尤伽抽出手,把他扶起来在床头靠好,又给他掖好被子。
做完,就垂手站在床边看他。
“几天了?怎么不去看医生?”
乐绮的头脑似乎还不是很清醒,他仰头喃喃:“两天了吧。医生来看过了,就是普通感冒,很快就好了。”
尤伽欲言又止,她想问他怎么没有人照顾他,又想问他是不是因为抄袭的事气急攻心,还想问他,为什么要叫自己来。
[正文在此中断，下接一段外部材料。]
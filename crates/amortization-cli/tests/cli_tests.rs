//! End-to-end tests that run the `emi` binary.

use assert_cmd::Command;
use predicates::prelude::*;
use rust_decimal::Decimal;
use serde_json::Value;
use std::fs;
use std::str::FromStr;

fn emi() -> Command {
    Command::cargo_bin("emi").unwrap()
}

fn run_json(args: &[&str]) -> Value {
    let assert = emi().args(args).assert().success();
    serde_json::from_slice(&assert.get_output().stdout).unwrap()
}

// ===========================================================================
// Solvers
// ===========================================================================

#[test]
fn test_installment_minimal() {
    emi()
        .args([
            "installment",
            "--principal",
            "1000000",
            "--rate",
            "10",
            "--years",
            "20",
            "--output",
            "minimal",
        ])
        .assert()
        .success()
        .stdout(predicate::str::starts_with("9650.2"));
}

#[test]
fn test_installment_json_envelope() {
    let value = run_json(&[
        "installment",
        "--principal",
        "500000",
        "--rate",
        "0",
        "--years",
        "5",
    ]);
    assert_eq!(value["result"]["term_months"], "60");
    assert!(value["result"]["installment"]
        .as_str()
        .unwrap()
        .starts_with("8333.33"));
    assert_eq!(value["metadata"]["precision"], "rust_decimal_128bit");
}

#[test]
fn test_term_breakdown() {
    let value = run_json(&[
        "term",
        "--principal",
        "10000",
        "--rate",
        "0",
        "--installment",
        "300",
    ]);
    assert_eq!(value["result"]["periods"], 34);
    assert_eq!(value["result"]["term_breakdown"]["years"], 2);
    assert_eq!(value["result"]["term_breakdown"]["months"], 10);
}

#[test]
fn test_term_non_amortizing_fails() {
    emi()
        .args([
            "term",
            "--principal",
            "100000",
            "--rate",
            "12",
            "--installment",
            "500",
        ])
        .assert()
        .failure()
        .code(1)
        .stderr(predicate::str::contains("Non-amortizing loan"));
}

#[test]
fn test_negative_principal_fails() {
    emi()
        .args(["installment", "--principal", "-5", "--rate", "5", "--years", "1"])
        .assert()
        .failure()
        .stderr(predicate::str::contains("Invalid rate or principal"));
}

#[test]
fn test_non_numeric_input_rejected() {
    emi()
        .args(["installment", "--principal", "abc", "--rate", "5", "--years", "1"])
        .assert()
        .failure();
}

#[test]
fn test_missing_flag_reported() {
    emi()
        .args(["installment", "--principal", "1000", "--rate", "5"])
        .assert()
        .failure()
        .stderr(predicate::str::contains("--years is required"));
}

// ===========================================================================
// Full calculation
// ===========================================================================

#[test]
fn test_calculate_term_mode() {
    let value = run_json(&[
        "calculate",
        "--principal",
        "1000000",
        "--rate",
        "10",
        "--years",
        "20",
    ]);
    let result = &value["result"];
    assert_eq!(result["periods"], 240);
    let schedule = result["schedule"].as_array().unwrap();
    assert_eq!(schedule.len(), 240);
    assert_eq!(schedule[239]["period"], 240);
    assert_eq!(schedule[239]["balance"], "0");
}

#[test]
fn test_calculate_installment_mode_minimal_prints_term() {
    emi()
        .args([
            "calculate",
            "--principal",
            "12000",
            "--rate",
            "0",
            "--installment",
            "1000",
            "--output",
            "minimal",
        ])
        .assert()
        .success()
        .stdout(predicate::str::starts_with("12"));
}

#[test]
fn test_calculate_rejects_both_modes() {
    emi()
        .args([
            "calculate",
            "--principal",
            "1000",
            "--rate",
            "5",
            "--years",
            "1",
            "--installment",
            "100",
        ])
        .assert()
        .failure();
}

#[test]
fn test_calculate_requires_a_mode() {
    emi()
        .args(["calculate", "--principal", "1000", "--rate", "5"])
        .assert()
        .failure()
        .stderr(predicate::str::contains("exactly one of --years or --installment"));
}

#[test]
fn test_calculate_from_stdin() {
    let assert = emi()
        .arg("calculate")
        .write_stdin(
            r#"{"principal": "1200", "annual_rate_percent": "0",
                "mode": {"installment": {"amount": "100"}}, "currency": "EUR"}"#,
        )
        .assert()
        .success();
    let value: Value = serde_json::from_slice(&assert.get_output().stdout).unwrap();
    assert_eq!(value["result"]["periods"], 12);
    assert_eq!(value["result"]["currency"], "EUR");
}

#[test]
fn test_calculate_from_file() {
    let dir = tempfile::tempdir().unwrap();
    let path = dir.path().join("loan.json");
    fs::write(
        &path,
        r#"{"principal": "250000", "annual_rate_percent": "6.5",
            "mode": {"term": {"years": "30"}}}"#,
    )
    .unwrap();

    let value = run_json(&["calculate", "--input", path.to_str().unwrap()]);
    assert_eq!(value["result"]["periods"], 360);
    assert_eq!(value["result"]["currency"], "INR");
}

#[test]
fn test_currency_flag_applies_to_file_input() {
    let dir = tempfile::tempdir().unwrap();
    let path = dir.path().join("loan.json");
    fs::write(
        &path,
        r#"{"principal": "1200", "annual_rate_percent": "0",
            "mode": {"term": {"years": "1"}}}"#,
    )
    .unwrap();

    let value = run_json(&[
        "--currency",
        "USD",
        "calculate",
        "--input",
        path.to_str().unwrap(),
    ]);
    assert_eq!(value["result"]["currency"], "USD");

    let sheet = dir.path().join("schedule.csv");
    let value = run_json(&[
        "--currency",
        "USD",
        "export",
        "--input",
        path.to_str().unwrap(),
        "--file",
        sheet.to_str().unwrap(),
    ]);
    assert_eq!(value["result"]["currency"], "USD");
    let contents = fs::read_to_string(&sheet).unwrap();
    assert!(contents.contains("Principal Amount,\"$1,200\""));
    assert!(!contents.contains('₹'));
}

#[test]
fn test_file_currency_wins_over_flag() {
    let dir = tempfile::tempdir().unwrap();
    let path = dir.path().join("loan.json");
    fs::write(
        &path,
        r#"{"principal": "1200", "annual_rate_percent": "0",
            "mode": {"term": {"years": "1"}}, "currency": "EUR"}"#,
    )
    .unwrap();

    emi()
        .args([
            "--currency",
            "USD",
            "calculate",
            "--input",
            path.to_str().unwrap(),
            "--output",
            "table",
        ])
        .assert()
        .success()
        .stdout(predicate::str::contains("€1,200"))
        .stdout(predicate::str::contains("$1,200").not());
}

#[test]
fn test_calculate_missing_file() {
    emi()
        .args(["calculate", "--input", "does/not/exist.json"])
        .assert()
        .failure()
        .stderr(predicate::str::contains("File not found"));
}

#[test]
fn test_calculate_input_directory_rejected() {
    let dir = tempfile::tempdir().unwrap();
    emi()
        .args(["calculate", "--input", dir.path().to_str().unwrap()])
        .assert()
        .failure()
        .stderr(predicate::str::contains("Not a file"));
}

#[test]
fn test_malformed_stdin_rejected() {
    emi()
        .arg("calculate")
        .write_stdin("{\"principal\": ")
        .assert()
        .failure()
        .stderr(predicate::str::contains("Failed to parse stdin"));
}

#[test]
fn test_fractional_term_warns() {
    let value = run_json(&[
        "calculate",
        "--principal",
        "10000",
        "--rate",
        "0",
        "--installment",
        "3000",
    ]);
    assert_eq!(value["result"]["periods"], 4);
    let warnings = value["warnings"].as_array().unwrap();
    assert!(warnings
        .iter()
        .any(|w| w.as_str().unwrap().contains("rounded up")));
}

#[test]
fn test_oversized_term_reports_error() {
    emi()
        .args([
            "installment",
            "--principal",
            "1000",
            "--rate",
            "5",
            "--years",
            "70000000000000000000000000000",
        ])
        .assert()
        .failure()
        .stderr(predicate::str::contains("error"))
        .stderr(predicate::str::contains("representable decimal range"))
        .stderr(predicate::str::contains("panicked").not());
}

#[test]
fn test_growing_balance_schedule_reports_error() {
    emi()
        .args([
            "schedule",
            "--principal",
            "1000000000000000000",
            "--rate",
            "600",
            "--periods",
            "200",
            "--installment",
            "1",
        ])
        .assert()
        .failure()
        .stderr(predicate::str::contains("representable decimal range"));
}

// ===========================================================================
// Display, charts, export
// ===========================================================================

#[test]
fn test_schedule_csv_rows() {
    let assert = emi()
        .args([
            "schedule",
            "--principal",
            "1200",
            "--rate",
            "0",
            "--periods",
            "12",
            "--installment",
            "100",
            "--output",
            "csv",
        ])
        .assert()
        .success();
    let stdout = String::from_utf8(assert.get_output().stdout.clone()).unwrap();
    let lines: Vec<&str> = stdout.lines().collect();
    assert_eq!(lines.len(), 13);
    assert!(lines[0].contains("period"));
    assert!(lines[0].contains("balance"));
}

#[test]
fn test_table_uses_currency_label() {
    emi()
        .args([
            "calculate",
            "--principal",
            "1200",
            "--rate",
            "0",
            "--years",
            "1",
            "--output",
            "table",
            "--currency",
            "USD",
        ])
        .assert()
        .success()
        .stdout(predicate::str::contains("$1,200"))
        .stdout(predicate::str::contains("$100"));
}

#[test]
fn test_unknown_currency_rejected() {
    emi()
        .args(["currencies", "--currency", "XYZ"])
        .assert()
        .failure();
}

#[test]
fn test_charts_series() {
    let value = run_json(&[
        "charts",
        "--principal",
        "600",
        "--rate",
        "0",
        "--years",
        "0.5",
    ]);
    let result = &value["result"];
    assert_eq!(result["labels"].as_array().unwrap().len(), 6);
    assert_eq!(result["labels"][0], "Month 1");
    let total_interest =
        Decimal::from_str(result["split"]["total_interest"].as_str().unwrap()).unwrap();
    assert!(total_interest.is_zero());
}

#[test]
fn test_export_writes_spreadsheet() {
    let dir = tempfile::tempdir().unwrap();
    let path = dir.path().join("schedule.csv");

    let value = run_json(&[
        "export",
        "--principal",
        "1200",
        "--rate",
        "0",
        "--years",
        "1",
        "--currency",
        "GBP",
        "--file",
        path.to_str().unwrap(),
    ]);
    assert_eq!(value["result"]["rows"], 27);
    assert_eq!(value["result"]["currency"], "GBP");

    let contents = fs::read_to_string(&path).unwrap();
    assert!(contents.contains("Monthly Breakdown"));
    assert!(contents.contains("Total Amount,\"£1,200\""));
}

#[test]
fn test_currencies_listed() {
    emi()
        .args(["currencies", "--output", "csv"])
        .assert()
        .success()
        .stdout(predicate::str::contains("INR"))
        .stdout(predicate::str::contains("UAE Dirham"));
}

#[test]
fn test_version() {
    emi()
        .arg("version")
        .assert()
        .success()
        .stdout(predicate::str::starts_with("emi "));
}
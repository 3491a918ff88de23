use serde_json::Value;
use std::io::{self, Write};

/// Pretty-print the envelope to stdout.
pub fn print_json(value: &Value) {
    let mut out = io::stdout().lock();
    let written = serde_json::to_writer_pretty(&mut out, value)
        .map_err(io::Error::from)
        .and_then(|()| writeln!(out));
    if let Err(e) = written {
        eprintln!("failed to write JSON output: {e}");
    }
}
use rust_decimal::Decimal;
use thiserror::Error;

#[derive(Debug, Error)]
pub enum AmortizationError {
    #[error("Invalid term: {context}")]
    InvalidTerm { context: String },

    #[error("Non-amortizing loan: installment {installment} does not exceed first-period interest {first_period_interest}")]
    NonAmortizingLoan {
        installment: Decimal,
        first_period_interest: Decimal,
    },

    #[error("Invalid rate or principal: {field} — {reason}")]
    InvalidRateOrPrincipal { field: String, reason: String },

    #[error("Invalid input: {field} — {reason}")]
    InvalidInput { field: String, reason: String },

    #[error("Serialization error: {0}")]
    SerializationError(String),
}

impl From<serde_json::Error> for AmortizationError {
    fn from(e: serde_json::Error) -> Self {
        AmortizationError::SerializationError(e.to_string())
    }
}
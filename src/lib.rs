#![deny(clippy::expect_used)] // using deny so that test code can use it
#![deny(clippy::style)]
#![deny(clippy::unwrap_used)] // using deny so that test code can use it
#![deny(unsafe_code)]
#![forbid(clippy::allow_attributes)]
#![forbid(clippy::complexity)]
#![forbid(clippy::correctness)]
#![deny(clippy::pedantic)] // using deny so that derive macros can allow lints
#![forbid(clippy::perf)]
#![forbid(clippy::suspicious)]
#![forbid(future_incompatible)]

pub mod core;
不过,她最想问的,是她自进门起就盘旋在脑海中,让她始终隐隐不安的一个问题——
她现在在这里,是不是合适。
最终,尤伽避开他眼睛,弯腰给他倒水,尽量轻描淡写地提了句:“那个小女生呢?”
“叶臻?”乐绮低头揉了揉太阳穴,说起她,很苦恼的样子,“回她自己家了。”
尤伽没抓稳杯子,水险些洒出去。她手腕用力,面色自如地将调好温度的温开水递给他。
“她知道你生病吗,要不要叫她来?”
“她来不了,她家很远。”
乐绮接过水,没有喝,双目抓住尤伽偏开的眼神,语气有些加重:“而且你不是在这里吗,为什么要找她?”
“我不能待太久。”
“我也没要你留下来过夜。”
“乐绮。”
尤伽转回视线,对上他比体温更灼人的眼睛,音色沉下去。
“我饿了。”乐绮并不理会她的恼意,自顾自道,“能不能帮我下碗面?”
尤伽贯知他最擅长的就是装聋作哑装疯卖傻,心中无奈顺着一口气叹出来:“家里那么多人,怎么不叫他们给你做些吃的?”
“只想吃你做的。”
他没有再绕弯子,很直白地道。
尤伽双唇几乎合成一条线,看了他好一会儿。
最终,在他执着的回望中败下阵来。
“厨房在哪?”
“一楼。”
乐绮眼睛亮起来,音调也高了不少:“我让他们带你去。”
他说着就要下床,被尤伽按住。
“不用,我自己会问。”她走到窗边,把窗帘拉开,房间瞬间布满摇晃的树影,“你在这等我。”
不多时,尤伽端着面回来。
因为她只会做清汤面,有时候懒得出去吃就会自己在家下面,久而久之,手艺竟也精进了些。
她把面递到乐绮眼前:“吃吧,小心烫。”
乐绮接过,很快塞了一口,完全把尤伽的话当作耳旁风。
“嘶。”
果然被烫到,尤伽很有先见之明地把水放到他手里。
“就知道说了也没用。”
“都怪你做得太好吃了,啧,我还以为你早忘了怎么做了。”
“真的好吃?”
“当然。”
尤伽两指并在一起,在乐绮额头上敲了一下:“净说瞎话,你现在尝得出味道吗?”
乐绮懵了下,有些状况外地吐露实言:“你怎么知道我尝不出味道……”
“你鼻音重得都快成熊二了。”尤伽觉得好笑,手撑着床沿,坐在一边看他,“凑合吃吧,总得填饱肚子。”
乐绮没话可说,听她的,一口一口往嘴里塞。
“你慢慢吃,听我跟你说。”尤伽比往常温柔许多,缓声缓调地道,“我今天来是想问问你,有没有看到网上最近的消息。”
乐绮埋在碗里的头稍稍抬起来,露出一双眼睛,嘟嘟囔囔:“你说抄袭的事啊?”
他的反应比尤伽预想中要无所谓得多,她心中讶异,但面上只是柔和地点点头。
“能和我说说大概是怎么回事吗?”
“别提了,我就没见过这么无语的事。”乐绮放下碗,腮帮子鼓得老高,“那就是很常见的一段旋律,而且我写这首歌的时候那个歌手还没发作品呢,我抄哪门子袭啊?”
尤伽本来也不相信抄袭的事,只是怕他初入圈子,承受不住网上的言论,看他这样没心没肺,她也算放心。
“你别太着急就好,注意身体。”
“这么离谱的事,我想生气都生不起来。”
“嗯,不过那最近也别上网了,专心解决事情,以免影响自己情绪。”
“解决什么啊,都这么多天了,公司的人一直敷衍我,好像根本没人在给我解决。”
他上身弓起来,嘴也瘪下去。
尤伽挑眉,听出了蹊跷。
“你是说,你的公司没有给你明确的解决方案吗?”
“不知道啊,问就是在努力了,但我看一点效果也没有,就是搪塞我,想等着事情自己过去。”
尤伽回想起这段时间愈演愈烈的争议,恍然意识到,确实没有看到乐绮的公司有做出任何积极举措。
怪不得他持续被骂了这么多天,要换别的公司,早就甩证据出声明了。